The library parking lot is underground and deserted. We hurry up the stairs to the surface to escape the sulfur smell that Zoey worries will stick to her clothes. The library is empty too, except for the librarian. She looks up, penciled-in eyebrows scowling as we make the turnstiles shriek walking through them.

“I’ll check with the archivist if you guys want to get us a table,” Sam offers, angling toward the reference desk.

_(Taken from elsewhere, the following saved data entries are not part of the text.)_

//! Account registry and login service for keygate.
//!
//! This crate is the first consumer of [`keygate_credential`]: it keeps
//! registered accounts in process memory, authenticates them through the
//! credential manager, limits login attempts per principal, and resolves
//! bearer tokens back to accounts. It deliberately stops short of HTTP
//! routing and durable persistence — those belong to the surrounding
//! application.

mod account;
mod error;
mod limiter;
mod service;
mod store;

pub use account::Account;
pub use error::{AccountError, AccountResult};
pub use limiter::LoginRateLimiter;
pub use service::AuthService;
pub use store::AccountStore;
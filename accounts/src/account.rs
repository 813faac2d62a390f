//! Account records.

use std::fmt;

use chrono::{DateTime, Utc};
use serde::Serialize;

/// Public view of a registered account. Never carries the password hash.
#[derive(Debug, Clone, Serialize)]
pub struct Account {
    /// Opaque account identifier.
    pub user_id: String,
    /// Login name, stored lowercase.
    pub username: String,
    /// Contact address, unique across the registry.
    pub email: String,
    /// Deactivated accounts cannot resolve a bearer token.
    pub is_active: bool,
    /// Registration instant.
    pub created_at: DateTime<Utc>,
    /// Most recent successful authentication, if any.
    pub last_login: Option<DateTime<Utc>>,
}

/// Registry-internal record: the public view plus the stored hash.
pub(crate) struct StoredAccount {
    pub(crate) account: Account,
    pub(crate) password_hash: String,
}

impl fmt::Debug for StoredAccount {
    fn fmt(&self, f: &mut fmt::Formatter<'_>) -> fmt::Result {
        f.debug_struct("StoredAccount")
            .field("account", &self.account)
            .field("password_hash", &"<redacted>")
            .finish()
    }
}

Zoey sashays forward, batting her eyelashes as she snickers over her shoulder, “Yeah, we better hurry, ’cause the place is so effing crowded.” I follow her through the stacks, trying to ignore how dark it is between the shelves. “What a dungeon. Anything could be lurking in here,” she adds, practically reading my mind. “Hell, Jeanie’s killer has probably been hiding out in children’s books diddling himself for the last decade.”

“Don’t say that,” I hiss-whisper, taking a seat across from her at a table. It’s against the farthest wall from the door. I watch her remove a tiny packet of wet wipes and swab the dust from the table before she leans her elbows on it.

“It’s weird,” she whispers, eyeing where Sam stands across the library at the reference desk before she continues, “I think I kind of remember that day we went hunting for monsters.” I frown. When Sam asked her in the car if she remembered the spring before Jeanie went missing, Zoey grimaced and massaged her temples like he was a trumpeting pygmy elephant. “The thing is”—she crumples the soiled wet wipe and tosses it over her shoulder—“it’s like I remember more than one day. I knew we played outside a lot at Jeanie’s, but the memories are fragments rather than whole.”